EXERCISE BRIEF
Copy out, from the data, each line containing the string "parsed".

Stored data entries
use async_trait::async_trait;
use log::{ debug, warn };
use reqwest::{ Client as HttpClient, header::{ HeaderMap, HeaderValue, CONTENT_TYPE, AUTHORIZATION } };
use serde::{ Deserialize, Serialize };
use serde_json::Value;
use std::time::Duration;
use uuid::Uuid;

use super::{ ChatClient, ChatCompletion, ConversationMessage, LlmError, ToolCall, ToolDefinition };
use crate::llm::LlmConfig;
use crate::models::chat::Role;

/// Client for any OpenAI-compatible `/chat/completions` endpoint.
pub struct OpenAIChatClient {
    http: HttpClient,
    model: String,
    base_url: String,
    max_completion_tokens: u32,
    reasoning_effort: Option<String>,
    timeout: Duration,
}

#[derive(Serialize)]
struct OpenAIMessage {
    role: Role,
    #[serde(skip_serializing_if = "Option::is_none")]
    content: Option<String>,
    #[serde(skip_serializing_if = "Vec::is_empty")]
    tool_calls: Vec<OpenAIToolCall>,
    #[serde(skip_serializing_if = "Option::is_none")]
    tool_call_id: Option<String>,
}

#[derive(Serialize, Deserialize)]
struct OpenAIToolCall {
    #[serde(default)]
    id: String,
    #[serde(rename = "type", default = "function_type")]
    call_type: String,
    function: OpenAIFunctionCall,
}

#[derive(Serialize, Deserialize)]
struct OpenAIFunctionCall {
    name: String,
    #[serde(default)]
    arguments: String,
}

#[derive(Serialize)]
struct OpenAITool {
    #[serde(rename = "type")]
    tool_type: String,
    function: OpenAIFunctionDefinition,
}

#[derive(Serialize)]
struct OpenAIFunctionDefinition {
    name: String,
    description: String,
    parameters: Value,
}

#[derive(Serialize)]
struct OpenAIChatRequest {
    model: String,
    messages: Vec<OpenAIMessage>,
    #[serde(skip_serializing_if = "Option::is_none")]
    tools: Option<Vec<OpenAITool>>,
    #[serde(skip_serializing_if = "Option::is_none")]
    tool_choice: Option<String>,
    max_completion_tokens: u32,
    #[serde(skip_serializing_if = "Option::is_none")]
    reasoning_effort: Option<String>,
}

#[derive(Deserialize)]
struct OpenAIResponse {
    choices: Vec<OpenAIChoice>,
}

#[derive(Deserialize)]
struct OpenAIChoice {
    message: OpenAIResponseMessage,
}

#[derive(Deserialize)]
struct OpenAIResponseMessage {
    content: Option<String>,
    #[serde(default)]
    tool_calls: Option<Vec<OpenAIToolCall>>,
}

fn function_type() -> String {
    "function".to_string()
}

impl From<&ToolCall> for OpenAIToolCall {
    fn from(call: &ToolCall) -> Self {
        Self {
            id: call.id.clone(),
            call_type: function_type(),
            function: OpenAIFunctionCall {
                name: call.name.clone(),
                arguments: call.arguments.clone(),
            },
        }
    }
}

impl From<&ConversationMessage> for OpenAIMessage {
    fn from(message: &ConversationMessage) -> Self {
        Self {
            role: message.role,
            content: message.content.clone(),
            tool_calls: message.tool_calls.iter().map(OpenAIToolCall::from).collect(),
            tool_call_id: message.tool_call_id.clone(),
        }
    }
}

/// Providers that cannot do tool calling answer with a 4xx that mentions
/// tools; everything else is an ordinary failure.
pub fn classify_failure(status: u16, body: String, tools_offered: bool) -> LlmError {
    let mentions_tools = body.to_lowercase().contains("tool");
    if tools_offered && (status == 400 || status == 422) && mentions_tools {
        LlmError::ToolsUnsupported(body)
    } else {
        LlmError::Http { status, body }
    }
}

pub fn completions_url(base_url: &str) -> String {
    let trimmed = base_url.trim_end_matches('/');
    if trimmed.ends_with("/chat/completions") {
        trimmed.to_string()
    } else {
        format!("{}/chat/completions", trimmed)
    }
}

fn into_completion(resp: OpenAIResponse) -> Result<ChatCompletion, LlmError> {
    let message = resp.choices
        .into_iter()
        .next()
        .ok_or_else(|| LlmError::MalformedResponse("response carried no choices".to_string()))?
        .message;

    let tool_calls = message.tool_calls
        .unwrap_or_default()
        .into_iter()
        .map(|call| ToolCall {
            id: if call.id.is_empty() {
                format!("call_{}", Uuid::new_v4().simple())
            } else {
                call.id
            },
            name: call.function.name,
            arguments: call.function.arguments,
        })
        .collect();

    Ok(ChatCompletion {
        content: message.content,
        tool_calls,
    })
}

impl OpenAIChatClient {
    pub fn new(
        api_key: Option<String>,
        model: String,
        base_url: String,
        max_completion_tokens: u32,
        reasoning_effort: Option<String>,
        timeout: Duration
    ) -> Result<Self, LlmError> {
        let mut headers = HeaderMap::new();
        headers.insert(CONTENT_TYPE, HeaderValue::from_static("application/json"));
        if let Some(key) = api_key.filter(|k| !k.is_empty()) {
            headers.insert(
                AUTHORIZATION,
                HeaderValue::from_str(&format!("Bearer {}", key)).map_err(|e|
                    LlmError::Config(format!("Invalid API key format: {}", e))
                )?
            );
        }

        let http = HttpClient::builder().default_headers(headers).timeout(timeout).build()?;

        Ok(Self {
            http,
            model,
            base_url: completions_url(&base_url),
            max_completion_tokens,
            reasoning_effort,
            timeout,
        })
    }

    pub fn from_config(config: &LlmConfig) -> Result<Self, LlmError> {
        let api_key = config.api_key.clone().filter(|k| !k.is_empty());
        if api_key.is_none() && config.llm_type.requires_api_key() {
            return Err(
                LlmError::Config(format!("{:?} API key is required", config.llm_type))
            );
        }
        let base_url = config.base_url
            .clone()
            .unwrap_or_else(|| config.llm_type.default_base_url().to_string());

        Self::new(
            api_key,
            config.completion_model.clone(),
            base_url,
            config.max_completion_tokens,
            config.reasoning_effort.clone(),
            config.timeout
        )
    }

    fn transport_error(&self, err: reqwest::Error) -> LlmError {
        if err.is_timeout() {
            warn!("Chat completion to {} timed out after {:?}", self.model, self.timeout);
            LlmError::TimedOut(self.timeout)
        } else {
            LlmError::Transport(err)
        }
    }

    fn build_request(
        &self,
        messages: &[ConversationMessage],
        tools: Option<&[ToolDefinition]>
    ) -> OpenAIChatRequest {
        let tools: Option<Vec<OpenAITool>> = tools.map(|defs| {
            defs.iter()
                .map(|def| OpenAITool {
                    tool_type: function_type(),
                    function: OpenAIFunctionDefinition {
                        name: def.name.clone(),
                        description: def.description.clone(),
                        parameters: def.parameters.clone(),
                    },
                })
                .collect()
        });
        let tool_choice = tools.as_ref().map(|_| "auto".to_string());

        OpenAIChatRequest {
            model: self.model.clone(),
            messages: messages.iter().map(OpenAIMessage::from).collect(),
            tools,
            tool_choice,
            max_completion_tokens: self.max_completion_tokens,
            reasoning_effort: self.reasoning_effort.clone(),
        }
    }
}

#[async_trait]
impl ChatClient for OpenAIChatClient {
    async fn chat(
        &self,
        messages: &[ConversationMessage],
        tools: Option<&[ToolDefinition]>
    ) -> Result<ChatCompletion, LlmError> {
        let req = self.build_request(messages, tools);
        debug!(
            "Sending {} messages to {} (tools offered: {})",
            req.messages.len(),
            self.model,
            req.tools.is_some()
        );

        let resp = self.http
            .post(&self.base_url)
            .json(&req)
            .send().await
            .map_err(|e| self.transport_error(e))?;
        let status = resp.status();
        if !status.is_success() {
            let body = resp.text().await.unwrap_or_default();
            warn!("Chat completion failed with {}: {}", status, body);
            return Err(classify_failure(status.as_u16(), body, req.tools.is_some()));
        }

        let parsed = resp.json::<OpenAIResponse>().await.map_err(|e| {
            if e.is_timeout() {
                self.transport_error(e)
            } else {
                LlmError::MalformedResponse(e.to_string())
            }
        })?;
        into_completion(parsed)
    }

    fn get_model(&self) -> String {
        self.model.clone()
    }

    fn get_base_url(&self) -> Option<String> {
        Some(self.base_url.clone())
    }
}

#[cfg(test)]
mod tests {
    use super::*;
    use crate::error::AnalyzerError;
    use crate::llm::LlmType;
    use axum::{ http::StatusCode, routing::post, Json, Router };
    use serde_json::json;

    fn client(base_url: &str) -> OpenAIChatClient {
        client_with_timeout(base_url, Duration::from_secs(10))
    }

    fn client_with_timeout(base_url: &str, timeout: Duration) -> OpenAIChatClient {
        OpenAIChatClient::new(
            Some("sk-test".into()),
            "o4-mini".into(),
            base_url.into(),
            5000,
            Some("high".into()),
            timeout
        ).unwrap()
    }

    fn tool() -> ToolDefinition {
        ToolDefinition {
            name: "analyze_pcap".into(),
            description: "search".into(),
            parameters: json!({"type": "object"}),
        }
    }

    async fn serve(app: Router) -> String {
        let listener = tokio::net::TcpListener::bind("127.0.0.1:0").await.unwrap();
        let addr = listener.local_addr().unwrap();
        tokio::spawn(async move {
            axum::serve(listener, app).await.unwrap();
        });
        format!("http://{}/v1", addr)
    }

    #[test]
    fn serializes_tool_turns_in_wire_format() {
        let call = ToolCall {
            id: "call_1".into(),
            name: "analyze_pcap".into(),
            arguments: r#"{"display_filter":"ngap"}"#.into(),
        };
        let messages = vec![
            ConversationMessage::system("sys"),
            ConversationMessage::assistant_tool_calls(None, vec![call]),
            ConversationMessage::tool_result("call_1", "{}")
        ];
        let tools = [tool()];
        let req = client("http://x/v1").build_request(&messages, Some(&tools));
        let value = serde_json::to_value(&req).unwrap();

        assert_eq!(value["tool_choice"], "auto");
        assert_eq!(value["reasoning_effort"], "high");
        assert_eq!(value["max_completion_tokens"], 5000);
        assert_eq!(value["tools"][0]["type"], "function");
        assert_eq!(value["messages"][0], json!({"role": "system", "content": "sys"}));
        assert_eq!(value["messages"][1]["tool_calls"][0]["function"]["name"], "analyze_pcap");
        assert!(value["messages"][1].get("content").is_none());
        assert_eq!(
            value["messages"][2],
            json!({"role": "tool", "content": "{}", "tool_call_id": "call_1"})
        );
    }

    #[test]
    fn plain_requests_omit_tool_fields() {
        let req = client("http://x/v1").build_request(&[ConversationMessage::system("s")], None);
        let value = serde_json::to_value(&req).unwrap();
        assert!(value.get("tools").is_none());
        assert!(value.get("tool_choice").is_none());
    }

    #[test]
    fn classifies_tool_rejections() {
        let err = classify_failure(400, "model does not support tools".into(), true);
        assert!(matches!(err, LlmError::ToolsUnsupported(_)));
        let err = classify_failure(400, "model does not support tools".into(), false);
        assert!(matches!(err, LlmError::Http { status: 400, .. }));
        let err = classify_failure(429, "quota exceeded".into(), true);
        assert!(matches!(err, LlmError::Http { status: 429, .. }));
    }

    #[test]
    fn missing_tool_call_ids_get_a_token() {
        let resp: OpenAIResponse = serde_json
            ::from_value(
                json!({
                "choices": [{"message": {"content": null, "tool_calls": [
                    {"function": {"name": "analyze_pcap", "arguments": "{}"}}
                ]}}]
            })
            )
            .unwrap();
        let completion = into_completion(resp).unwrap();
        assert_eq!(completion.content, None);
        assert!(completion.tool_calls[0].id.starts_with("call_"));
    }

    #[test]
    fn resolves_completion_urls_and_keys() {
        assert_eq!(completions_url("https://api.openai.com/v1/"), "https://api.openai.com/v1/chat/completions");
        assert_eq!(completions_url("http://h/v1/chat/completions"), "http://h/v1/chat/completions");

        let mut config = LlmConfig::default();
        assert!(matches!(OpenAIChatClient::from_config(&config), Err(LlmError::Config(_))));
        config.llm_type = LlmType::Ollama;
        let ollama = OpenAIChatClient::from_config(&config).unwrap();
        assert_eq!(ollama.get_base_url().unwrap(), "http://localhost:11434/v1/chat/completions");
    }

    #[tokio::test]
    async fn parses_a_live_tool_call_response() {
        let app = Router::new().route(
            "/v1/chat/completions",
            post(|Json(body): Json<Value>| async move {
                assert_eq!(body["model"], "o4-mini");
                Json(
                    json!({
                    "choices": [{"message": {"role": "assistant", "content": null, "tool_calls": [{
                        "id": "call_abc", "type": "function",
                        "function": {"name": "analyze_pcap", "arguments": "{\"display_filter\":\"ngap\"}"}
                    }]}}]
                })
                )
            })
        );
        let base = serve(app).await;
        let tools = [tool()];
        let completion = client(&base)
            .chat(&[ConversationMessage::text(Role::User, "hi")], Some(&tools)).await
            .unwrap();
        assert_eq!(completion.tool_calls.len(), 1);
        assert_eq!(completion.tool_calls[0].id, "call_abc");
    }

    #[tokio::test]
    async fn surfaces_tool_rejection_from_the_service() {
        let app = Router::new().route(
            "/v1/chat/completions",
            post(|| async {
                (StatusCode::BAD_REQUEST, "{\"error\":{\"message\":\"tools is not supported\"}}")
            })
        );
        let base = serve(app).await;
        let tools = [tool()];
        let err = client(&base)
            .chat(&[ConversationMessage::text(Role::User, "hi")], Some(&tools)).await
            .unwrap_err();
        assert!(matches!(err, LlmError::ToolsUnsupported(_)));
    }

    #[tokio::test]
    async fn stalled_services_time_out() {
        let app = Router::new().route(
            "/v1/chat/completions",
            post(|| async {
                tokio::time::sleep(Duration::from_secs(5)).await;
                Json(json!({"choices": [{"message": {"content": "too late"}}]}))
            })
        );
        let base = serve(app).await;
        let tools = [tool()];
        let err = client_with_timeout(&base, Duration::from_millis(200))
            .chat(&[ConversationMessage::text(Role::User, "hi")], Some(&tools)).await
            .unwrap_err();
        assert!(matches!(err, LlmError::TimedOut(after) if after == Duration::from_millis(200)));
        assert_eq!(
            AnalyzerError::from(err).status(),
            axum::http::StatusCode::BAD_GATEWAY
        );
    }
}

TASK RESULT
        let parsed = resp.json::<OpenAIResponse>().await.map_err(|e| {
        into_completion(parsed)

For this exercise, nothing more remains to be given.